▶ _TASK DETAILS_:
Look through the records below and copy each line that includes the word "NotFound".

▶ _THE DATA_:
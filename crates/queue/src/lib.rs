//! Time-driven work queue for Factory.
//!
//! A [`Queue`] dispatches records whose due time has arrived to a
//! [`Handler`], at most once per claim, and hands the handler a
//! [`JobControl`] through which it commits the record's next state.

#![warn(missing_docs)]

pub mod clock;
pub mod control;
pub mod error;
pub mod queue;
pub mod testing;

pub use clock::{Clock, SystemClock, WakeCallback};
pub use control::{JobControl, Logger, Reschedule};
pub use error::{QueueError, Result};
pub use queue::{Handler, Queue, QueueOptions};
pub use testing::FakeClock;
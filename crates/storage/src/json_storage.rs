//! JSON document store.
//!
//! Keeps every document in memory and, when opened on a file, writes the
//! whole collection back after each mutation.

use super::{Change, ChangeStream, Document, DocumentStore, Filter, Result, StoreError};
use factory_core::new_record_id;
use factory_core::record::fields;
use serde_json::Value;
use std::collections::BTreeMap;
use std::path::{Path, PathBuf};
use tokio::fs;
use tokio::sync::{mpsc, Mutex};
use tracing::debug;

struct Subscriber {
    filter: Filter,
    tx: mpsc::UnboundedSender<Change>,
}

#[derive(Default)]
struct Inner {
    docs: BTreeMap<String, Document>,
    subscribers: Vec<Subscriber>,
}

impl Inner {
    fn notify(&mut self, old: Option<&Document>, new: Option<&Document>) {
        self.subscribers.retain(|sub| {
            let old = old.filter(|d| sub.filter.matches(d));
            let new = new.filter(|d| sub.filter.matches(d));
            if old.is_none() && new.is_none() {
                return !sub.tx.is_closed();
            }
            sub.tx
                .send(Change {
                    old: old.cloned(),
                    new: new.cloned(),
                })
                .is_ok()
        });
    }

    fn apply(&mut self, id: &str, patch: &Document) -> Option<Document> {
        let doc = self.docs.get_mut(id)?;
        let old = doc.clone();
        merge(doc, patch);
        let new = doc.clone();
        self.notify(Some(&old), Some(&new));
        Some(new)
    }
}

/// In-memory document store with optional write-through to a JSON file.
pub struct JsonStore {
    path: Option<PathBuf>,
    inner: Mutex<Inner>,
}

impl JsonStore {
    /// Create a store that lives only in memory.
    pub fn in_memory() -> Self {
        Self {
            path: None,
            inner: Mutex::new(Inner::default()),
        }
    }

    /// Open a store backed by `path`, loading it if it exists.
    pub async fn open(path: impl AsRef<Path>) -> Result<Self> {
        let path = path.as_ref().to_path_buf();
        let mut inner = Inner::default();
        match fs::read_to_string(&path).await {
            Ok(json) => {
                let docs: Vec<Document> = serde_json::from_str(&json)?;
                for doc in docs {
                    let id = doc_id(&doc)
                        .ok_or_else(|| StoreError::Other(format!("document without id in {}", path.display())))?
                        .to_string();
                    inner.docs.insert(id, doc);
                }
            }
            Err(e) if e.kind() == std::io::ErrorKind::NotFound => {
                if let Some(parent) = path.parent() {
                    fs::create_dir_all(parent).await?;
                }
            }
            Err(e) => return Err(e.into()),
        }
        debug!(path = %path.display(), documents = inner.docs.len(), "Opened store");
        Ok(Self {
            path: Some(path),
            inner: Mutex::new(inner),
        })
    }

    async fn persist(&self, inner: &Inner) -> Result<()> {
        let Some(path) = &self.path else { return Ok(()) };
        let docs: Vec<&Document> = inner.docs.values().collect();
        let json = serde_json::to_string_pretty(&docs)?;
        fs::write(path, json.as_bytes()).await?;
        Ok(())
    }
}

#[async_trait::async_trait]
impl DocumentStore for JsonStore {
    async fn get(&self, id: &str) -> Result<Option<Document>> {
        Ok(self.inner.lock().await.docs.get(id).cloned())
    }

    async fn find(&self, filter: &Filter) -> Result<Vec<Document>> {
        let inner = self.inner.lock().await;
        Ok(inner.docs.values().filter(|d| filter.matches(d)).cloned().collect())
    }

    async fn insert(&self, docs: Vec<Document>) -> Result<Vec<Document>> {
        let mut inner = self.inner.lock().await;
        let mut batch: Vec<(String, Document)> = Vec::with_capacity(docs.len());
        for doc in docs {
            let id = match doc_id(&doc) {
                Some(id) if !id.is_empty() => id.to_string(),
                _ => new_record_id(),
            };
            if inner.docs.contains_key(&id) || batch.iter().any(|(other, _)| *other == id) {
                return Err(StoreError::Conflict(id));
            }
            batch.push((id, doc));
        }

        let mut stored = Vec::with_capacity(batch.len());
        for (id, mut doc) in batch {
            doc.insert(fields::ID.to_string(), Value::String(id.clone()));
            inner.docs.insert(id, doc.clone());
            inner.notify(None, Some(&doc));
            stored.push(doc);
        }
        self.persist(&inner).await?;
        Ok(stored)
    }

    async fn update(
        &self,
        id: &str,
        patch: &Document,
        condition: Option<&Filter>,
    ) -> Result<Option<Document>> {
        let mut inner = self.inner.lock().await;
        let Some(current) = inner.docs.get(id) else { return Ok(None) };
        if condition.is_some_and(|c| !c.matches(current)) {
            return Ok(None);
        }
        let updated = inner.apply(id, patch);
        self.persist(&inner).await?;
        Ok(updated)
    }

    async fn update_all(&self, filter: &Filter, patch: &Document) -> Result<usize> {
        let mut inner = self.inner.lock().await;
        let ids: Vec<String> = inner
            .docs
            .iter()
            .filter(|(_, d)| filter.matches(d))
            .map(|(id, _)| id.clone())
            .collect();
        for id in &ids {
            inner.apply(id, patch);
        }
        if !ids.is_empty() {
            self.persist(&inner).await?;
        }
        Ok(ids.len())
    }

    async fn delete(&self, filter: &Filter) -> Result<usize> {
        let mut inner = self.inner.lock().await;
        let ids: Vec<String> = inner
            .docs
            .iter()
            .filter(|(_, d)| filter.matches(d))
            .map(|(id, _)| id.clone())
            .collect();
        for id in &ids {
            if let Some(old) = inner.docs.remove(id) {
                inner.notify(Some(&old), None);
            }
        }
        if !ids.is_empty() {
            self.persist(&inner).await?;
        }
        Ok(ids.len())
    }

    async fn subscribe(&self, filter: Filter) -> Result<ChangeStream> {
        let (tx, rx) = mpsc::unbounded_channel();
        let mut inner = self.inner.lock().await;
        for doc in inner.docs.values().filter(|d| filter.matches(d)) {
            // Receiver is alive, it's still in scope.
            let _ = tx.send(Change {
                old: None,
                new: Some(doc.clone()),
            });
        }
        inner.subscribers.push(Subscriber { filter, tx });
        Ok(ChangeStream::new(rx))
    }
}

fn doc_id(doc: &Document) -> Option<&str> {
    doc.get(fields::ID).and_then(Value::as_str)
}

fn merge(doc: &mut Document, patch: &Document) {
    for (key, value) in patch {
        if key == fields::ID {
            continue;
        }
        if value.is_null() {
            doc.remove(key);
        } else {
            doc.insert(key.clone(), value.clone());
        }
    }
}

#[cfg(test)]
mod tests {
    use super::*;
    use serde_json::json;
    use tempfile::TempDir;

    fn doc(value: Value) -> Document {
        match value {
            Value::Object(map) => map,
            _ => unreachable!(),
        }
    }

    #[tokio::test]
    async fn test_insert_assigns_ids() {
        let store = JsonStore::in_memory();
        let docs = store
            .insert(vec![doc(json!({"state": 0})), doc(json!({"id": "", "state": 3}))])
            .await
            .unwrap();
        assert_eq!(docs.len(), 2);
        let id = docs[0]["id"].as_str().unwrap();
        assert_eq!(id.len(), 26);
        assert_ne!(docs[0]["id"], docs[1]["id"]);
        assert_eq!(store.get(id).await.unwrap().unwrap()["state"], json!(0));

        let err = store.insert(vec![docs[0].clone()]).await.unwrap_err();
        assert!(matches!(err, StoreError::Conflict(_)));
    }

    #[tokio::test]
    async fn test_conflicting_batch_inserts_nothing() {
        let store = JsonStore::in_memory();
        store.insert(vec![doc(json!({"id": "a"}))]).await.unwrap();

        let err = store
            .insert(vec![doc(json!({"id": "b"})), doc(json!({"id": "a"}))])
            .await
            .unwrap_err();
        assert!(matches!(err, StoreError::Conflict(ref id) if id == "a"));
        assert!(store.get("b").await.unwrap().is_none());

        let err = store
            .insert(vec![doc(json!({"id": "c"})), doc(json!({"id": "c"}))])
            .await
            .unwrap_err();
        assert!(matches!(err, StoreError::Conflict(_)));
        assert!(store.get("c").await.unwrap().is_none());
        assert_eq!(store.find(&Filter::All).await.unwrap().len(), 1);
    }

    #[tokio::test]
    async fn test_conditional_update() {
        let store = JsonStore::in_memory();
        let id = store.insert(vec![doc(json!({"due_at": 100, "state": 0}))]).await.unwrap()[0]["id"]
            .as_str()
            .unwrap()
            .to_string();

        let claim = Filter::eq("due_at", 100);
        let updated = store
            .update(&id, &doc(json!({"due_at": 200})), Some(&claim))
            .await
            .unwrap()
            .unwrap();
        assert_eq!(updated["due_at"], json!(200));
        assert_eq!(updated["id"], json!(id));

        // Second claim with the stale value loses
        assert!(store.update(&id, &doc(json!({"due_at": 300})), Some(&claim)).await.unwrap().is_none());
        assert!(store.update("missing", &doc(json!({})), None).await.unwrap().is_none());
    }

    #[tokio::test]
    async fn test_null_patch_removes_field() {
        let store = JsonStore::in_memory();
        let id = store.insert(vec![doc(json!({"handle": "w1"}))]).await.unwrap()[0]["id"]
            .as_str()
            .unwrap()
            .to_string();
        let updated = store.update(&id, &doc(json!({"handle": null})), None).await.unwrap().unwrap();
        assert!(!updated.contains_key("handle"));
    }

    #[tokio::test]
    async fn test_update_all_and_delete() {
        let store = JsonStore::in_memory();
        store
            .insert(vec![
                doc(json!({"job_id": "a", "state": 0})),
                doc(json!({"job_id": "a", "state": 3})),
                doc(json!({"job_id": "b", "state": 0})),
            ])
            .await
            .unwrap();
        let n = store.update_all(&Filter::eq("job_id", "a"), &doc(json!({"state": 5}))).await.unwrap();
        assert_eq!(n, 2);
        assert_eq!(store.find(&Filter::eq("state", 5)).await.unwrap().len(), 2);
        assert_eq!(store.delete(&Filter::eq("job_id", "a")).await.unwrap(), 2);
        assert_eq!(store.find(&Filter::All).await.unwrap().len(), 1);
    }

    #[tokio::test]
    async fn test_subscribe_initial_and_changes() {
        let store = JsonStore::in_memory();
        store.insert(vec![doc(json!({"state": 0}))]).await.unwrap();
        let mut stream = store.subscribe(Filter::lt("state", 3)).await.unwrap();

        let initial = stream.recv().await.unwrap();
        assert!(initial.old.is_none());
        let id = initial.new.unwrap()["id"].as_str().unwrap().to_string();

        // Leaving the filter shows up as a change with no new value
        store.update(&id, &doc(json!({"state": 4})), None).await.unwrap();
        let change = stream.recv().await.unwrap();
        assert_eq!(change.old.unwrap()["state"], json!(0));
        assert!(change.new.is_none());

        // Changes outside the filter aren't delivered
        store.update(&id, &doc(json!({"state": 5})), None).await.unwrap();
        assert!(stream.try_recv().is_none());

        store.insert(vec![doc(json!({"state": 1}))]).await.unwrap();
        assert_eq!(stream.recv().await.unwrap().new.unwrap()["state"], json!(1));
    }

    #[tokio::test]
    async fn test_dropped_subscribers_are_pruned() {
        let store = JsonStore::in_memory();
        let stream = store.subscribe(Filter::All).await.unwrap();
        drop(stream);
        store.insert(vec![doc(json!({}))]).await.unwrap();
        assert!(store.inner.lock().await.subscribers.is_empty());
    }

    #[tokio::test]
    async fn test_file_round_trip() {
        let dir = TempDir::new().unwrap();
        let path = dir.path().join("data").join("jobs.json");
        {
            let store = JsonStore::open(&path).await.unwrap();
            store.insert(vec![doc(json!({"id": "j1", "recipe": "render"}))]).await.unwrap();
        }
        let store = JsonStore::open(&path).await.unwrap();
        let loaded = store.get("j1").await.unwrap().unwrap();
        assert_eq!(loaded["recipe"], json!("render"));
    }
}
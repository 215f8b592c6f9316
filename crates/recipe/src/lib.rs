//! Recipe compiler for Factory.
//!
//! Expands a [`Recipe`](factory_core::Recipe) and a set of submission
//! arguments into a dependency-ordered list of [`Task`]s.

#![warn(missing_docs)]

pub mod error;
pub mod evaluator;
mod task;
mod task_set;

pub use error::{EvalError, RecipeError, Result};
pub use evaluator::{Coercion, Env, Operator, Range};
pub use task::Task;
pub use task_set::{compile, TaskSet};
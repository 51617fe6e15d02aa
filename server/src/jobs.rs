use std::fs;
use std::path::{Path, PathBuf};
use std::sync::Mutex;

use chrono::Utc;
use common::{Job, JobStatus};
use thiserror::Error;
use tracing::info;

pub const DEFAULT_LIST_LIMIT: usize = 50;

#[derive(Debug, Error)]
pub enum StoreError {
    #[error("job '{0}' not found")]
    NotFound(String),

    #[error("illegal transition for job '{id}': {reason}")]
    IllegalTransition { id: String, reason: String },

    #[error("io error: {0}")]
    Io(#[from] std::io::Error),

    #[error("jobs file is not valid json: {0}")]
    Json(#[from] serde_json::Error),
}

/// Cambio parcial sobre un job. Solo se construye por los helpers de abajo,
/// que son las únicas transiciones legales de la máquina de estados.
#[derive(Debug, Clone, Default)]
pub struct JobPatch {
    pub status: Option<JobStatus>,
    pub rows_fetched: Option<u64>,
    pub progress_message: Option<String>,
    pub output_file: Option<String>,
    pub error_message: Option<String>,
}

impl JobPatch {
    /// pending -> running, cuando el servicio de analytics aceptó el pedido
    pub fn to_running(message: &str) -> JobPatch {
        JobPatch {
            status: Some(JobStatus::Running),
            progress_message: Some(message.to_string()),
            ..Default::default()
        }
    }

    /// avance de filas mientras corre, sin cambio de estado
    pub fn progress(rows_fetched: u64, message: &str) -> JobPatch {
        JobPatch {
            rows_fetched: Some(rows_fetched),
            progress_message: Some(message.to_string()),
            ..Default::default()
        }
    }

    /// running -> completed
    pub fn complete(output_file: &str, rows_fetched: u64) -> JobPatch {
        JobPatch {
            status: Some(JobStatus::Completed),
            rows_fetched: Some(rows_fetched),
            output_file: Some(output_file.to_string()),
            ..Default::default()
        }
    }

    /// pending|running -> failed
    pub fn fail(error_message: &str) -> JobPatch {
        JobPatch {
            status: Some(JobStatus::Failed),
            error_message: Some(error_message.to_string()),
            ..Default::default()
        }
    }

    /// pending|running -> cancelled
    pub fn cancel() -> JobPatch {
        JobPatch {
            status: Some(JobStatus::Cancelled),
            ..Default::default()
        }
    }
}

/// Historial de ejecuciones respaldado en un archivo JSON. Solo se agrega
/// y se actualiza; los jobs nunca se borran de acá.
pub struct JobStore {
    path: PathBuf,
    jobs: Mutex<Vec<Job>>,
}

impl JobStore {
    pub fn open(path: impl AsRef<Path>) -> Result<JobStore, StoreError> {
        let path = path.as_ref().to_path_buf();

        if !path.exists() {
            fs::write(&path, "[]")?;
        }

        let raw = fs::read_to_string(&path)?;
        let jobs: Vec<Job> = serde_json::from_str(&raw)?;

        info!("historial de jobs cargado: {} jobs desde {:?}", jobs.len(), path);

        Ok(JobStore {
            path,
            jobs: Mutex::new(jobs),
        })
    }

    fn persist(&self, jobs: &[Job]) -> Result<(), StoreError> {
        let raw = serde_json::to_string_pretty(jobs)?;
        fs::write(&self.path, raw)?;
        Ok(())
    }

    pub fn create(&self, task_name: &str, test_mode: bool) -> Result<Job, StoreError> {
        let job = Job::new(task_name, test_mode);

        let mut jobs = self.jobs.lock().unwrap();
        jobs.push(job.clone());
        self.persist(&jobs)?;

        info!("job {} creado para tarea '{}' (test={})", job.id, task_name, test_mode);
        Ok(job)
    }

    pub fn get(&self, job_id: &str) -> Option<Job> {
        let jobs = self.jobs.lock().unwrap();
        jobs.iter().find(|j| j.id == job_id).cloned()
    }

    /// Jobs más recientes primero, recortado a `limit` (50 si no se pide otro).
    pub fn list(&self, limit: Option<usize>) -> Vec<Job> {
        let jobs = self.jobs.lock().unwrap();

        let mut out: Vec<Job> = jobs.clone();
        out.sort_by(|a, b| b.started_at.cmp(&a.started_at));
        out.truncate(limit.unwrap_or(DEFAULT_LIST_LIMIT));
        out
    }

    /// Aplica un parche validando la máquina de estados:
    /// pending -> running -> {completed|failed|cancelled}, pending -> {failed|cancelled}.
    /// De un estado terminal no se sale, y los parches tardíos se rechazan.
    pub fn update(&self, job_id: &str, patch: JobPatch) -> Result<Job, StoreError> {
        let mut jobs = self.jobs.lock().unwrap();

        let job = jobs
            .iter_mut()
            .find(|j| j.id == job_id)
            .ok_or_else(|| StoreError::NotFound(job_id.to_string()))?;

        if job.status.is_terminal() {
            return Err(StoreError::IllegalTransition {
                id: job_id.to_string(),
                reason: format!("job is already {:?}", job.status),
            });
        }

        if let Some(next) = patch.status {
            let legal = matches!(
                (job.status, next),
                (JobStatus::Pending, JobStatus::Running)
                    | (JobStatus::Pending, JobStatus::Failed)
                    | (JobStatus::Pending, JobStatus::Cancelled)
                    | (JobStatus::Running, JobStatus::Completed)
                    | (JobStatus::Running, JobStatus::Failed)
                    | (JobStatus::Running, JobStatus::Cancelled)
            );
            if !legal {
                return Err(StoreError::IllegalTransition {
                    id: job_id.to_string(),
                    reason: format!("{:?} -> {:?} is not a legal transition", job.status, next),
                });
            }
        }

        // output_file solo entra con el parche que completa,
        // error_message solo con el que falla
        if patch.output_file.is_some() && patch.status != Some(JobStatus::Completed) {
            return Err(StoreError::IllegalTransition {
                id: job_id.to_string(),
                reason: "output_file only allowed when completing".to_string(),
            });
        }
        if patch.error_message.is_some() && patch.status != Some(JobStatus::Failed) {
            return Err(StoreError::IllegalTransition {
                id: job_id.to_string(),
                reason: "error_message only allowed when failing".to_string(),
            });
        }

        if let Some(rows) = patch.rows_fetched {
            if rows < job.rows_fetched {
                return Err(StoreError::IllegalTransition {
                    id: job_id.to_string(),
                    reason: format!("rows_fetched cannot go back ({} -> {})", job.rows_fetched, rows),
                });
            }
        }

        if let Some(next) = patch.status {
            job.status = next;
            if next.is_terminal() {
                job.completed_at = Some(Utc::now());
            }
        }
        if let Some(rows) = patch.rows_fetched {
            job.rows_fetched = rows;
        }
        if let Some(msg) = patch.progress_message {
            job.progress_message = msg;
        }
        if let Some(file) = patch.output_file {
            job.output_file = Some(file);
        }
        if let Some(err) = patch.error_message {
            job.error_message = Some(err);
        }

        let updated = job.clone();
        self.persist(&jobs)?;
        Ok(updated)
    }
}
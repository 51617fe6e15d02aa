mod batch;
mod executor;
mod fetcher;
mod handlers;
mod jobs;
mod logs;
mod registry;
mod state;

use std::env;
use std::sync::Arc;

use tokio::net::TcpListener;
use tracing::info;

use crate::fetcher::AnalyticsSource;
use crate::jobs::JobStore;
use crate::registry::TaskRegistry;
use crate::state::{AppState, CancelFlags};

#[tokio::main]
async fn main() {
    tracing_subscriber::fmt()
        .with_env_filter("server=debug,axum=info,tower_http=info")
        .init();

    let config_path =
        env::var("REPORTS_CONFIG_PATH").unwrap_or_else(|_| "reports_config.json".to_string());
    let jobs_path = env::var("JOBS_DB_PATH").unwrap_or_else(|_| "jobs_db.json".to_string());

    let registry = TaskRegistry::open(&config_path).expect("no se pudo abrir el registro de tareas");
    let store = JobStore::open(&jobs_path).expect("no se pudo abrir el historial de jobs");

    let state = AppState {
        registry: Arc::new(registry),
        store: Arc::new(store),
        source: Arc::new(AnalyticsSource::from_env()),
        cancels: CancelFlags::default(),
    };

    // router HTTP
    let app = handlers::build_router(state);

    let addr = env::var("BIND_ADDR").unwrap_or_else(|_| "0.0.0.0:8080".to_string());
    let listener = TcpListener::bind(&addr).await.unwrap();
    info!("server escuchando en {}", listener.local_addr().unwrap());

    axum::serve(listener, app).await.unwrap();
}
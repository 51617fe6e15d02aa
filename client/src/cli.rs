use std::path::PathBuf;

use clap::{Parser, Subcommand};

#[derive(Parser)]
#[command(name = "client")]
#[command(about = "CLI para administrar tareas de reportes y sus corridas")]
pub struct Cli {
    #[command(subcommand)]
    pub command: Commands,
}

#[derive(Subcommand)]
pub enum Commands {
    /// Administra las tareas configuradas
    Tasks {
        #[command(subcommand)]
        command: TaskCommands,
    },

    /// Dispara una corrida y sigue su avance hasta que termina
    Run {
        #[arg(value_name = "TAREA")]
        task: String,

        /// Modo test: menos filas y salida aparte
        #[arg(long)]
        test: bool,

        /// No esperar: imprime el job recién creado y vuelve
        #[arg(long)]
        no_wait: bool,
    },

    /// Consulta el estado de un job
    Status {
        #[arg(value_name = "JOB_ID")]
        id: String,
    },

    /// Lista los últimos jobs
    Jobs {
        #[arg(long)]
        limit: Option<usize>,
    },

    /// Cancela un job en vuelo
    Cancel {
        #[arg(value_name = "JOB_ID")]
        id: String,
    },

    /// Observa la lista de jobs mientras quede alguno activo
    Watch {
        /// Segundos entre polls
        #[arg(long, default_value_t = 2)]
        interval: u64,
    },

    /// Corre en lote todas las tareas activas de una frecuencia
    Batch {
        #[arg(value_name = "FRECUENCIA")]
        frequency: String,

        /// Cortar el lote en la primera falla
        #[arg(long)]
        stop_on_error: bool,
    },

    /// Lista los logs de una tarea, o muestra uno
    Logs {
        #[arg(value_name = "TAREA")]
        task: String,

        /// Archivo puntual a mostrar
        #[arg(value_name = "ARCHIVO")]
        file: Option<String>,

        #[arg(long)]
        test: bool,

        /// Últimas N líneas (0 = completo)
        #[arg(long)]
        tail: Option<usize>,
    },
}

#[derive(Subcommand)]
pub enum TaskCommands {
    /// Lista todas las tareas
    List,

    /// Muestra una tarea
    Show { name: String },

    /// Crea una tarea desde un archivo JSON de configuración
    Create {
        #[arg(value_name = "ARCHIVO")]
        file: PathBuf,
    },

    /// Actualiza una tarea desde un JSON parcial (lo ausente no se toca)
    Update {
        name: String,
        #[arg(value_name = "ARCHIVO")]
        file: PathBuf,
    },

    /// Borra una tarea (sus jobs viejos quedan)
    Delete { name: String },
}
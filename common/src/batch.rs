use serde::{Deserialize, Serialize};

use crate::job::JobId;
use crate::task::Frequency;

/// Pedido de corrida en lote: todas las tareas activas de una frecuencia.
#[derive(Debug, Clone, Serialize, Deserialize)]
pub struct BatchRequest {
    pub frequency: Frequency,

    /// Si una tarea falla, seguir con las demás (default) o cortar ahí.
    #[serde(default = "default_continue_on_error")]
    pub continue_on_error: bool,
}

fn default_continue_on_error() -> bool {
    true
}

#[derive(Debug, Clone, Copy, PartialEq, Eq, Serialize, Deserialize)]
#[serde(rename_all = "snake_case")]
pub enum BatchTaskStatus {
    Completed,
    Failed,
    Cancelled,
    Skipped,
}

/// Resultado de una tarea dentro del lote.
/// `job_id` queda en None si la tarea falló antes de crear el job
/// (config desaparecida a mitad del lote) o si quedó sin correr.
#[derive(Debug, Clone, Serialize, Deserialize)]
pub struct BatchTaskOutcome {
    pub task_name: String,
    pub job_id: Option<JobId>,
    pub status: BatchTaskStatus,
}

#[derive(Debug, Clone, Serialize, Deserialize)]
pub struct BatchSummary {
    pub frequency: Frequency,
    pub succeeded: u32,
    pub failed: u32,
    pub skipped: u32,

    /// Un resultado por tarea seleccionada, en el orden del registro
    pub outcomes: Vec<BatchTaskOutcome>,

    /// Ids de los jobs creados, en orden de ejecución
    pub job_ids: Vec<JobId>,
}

▶ _ANSWER BOX_:
            Err(e) if e.kind() == std::io::ErrorKind::NotFound => {
    NotFound(String),
            .ok_or_else(|| StoreError::NotFound(job_id.to_string()))?;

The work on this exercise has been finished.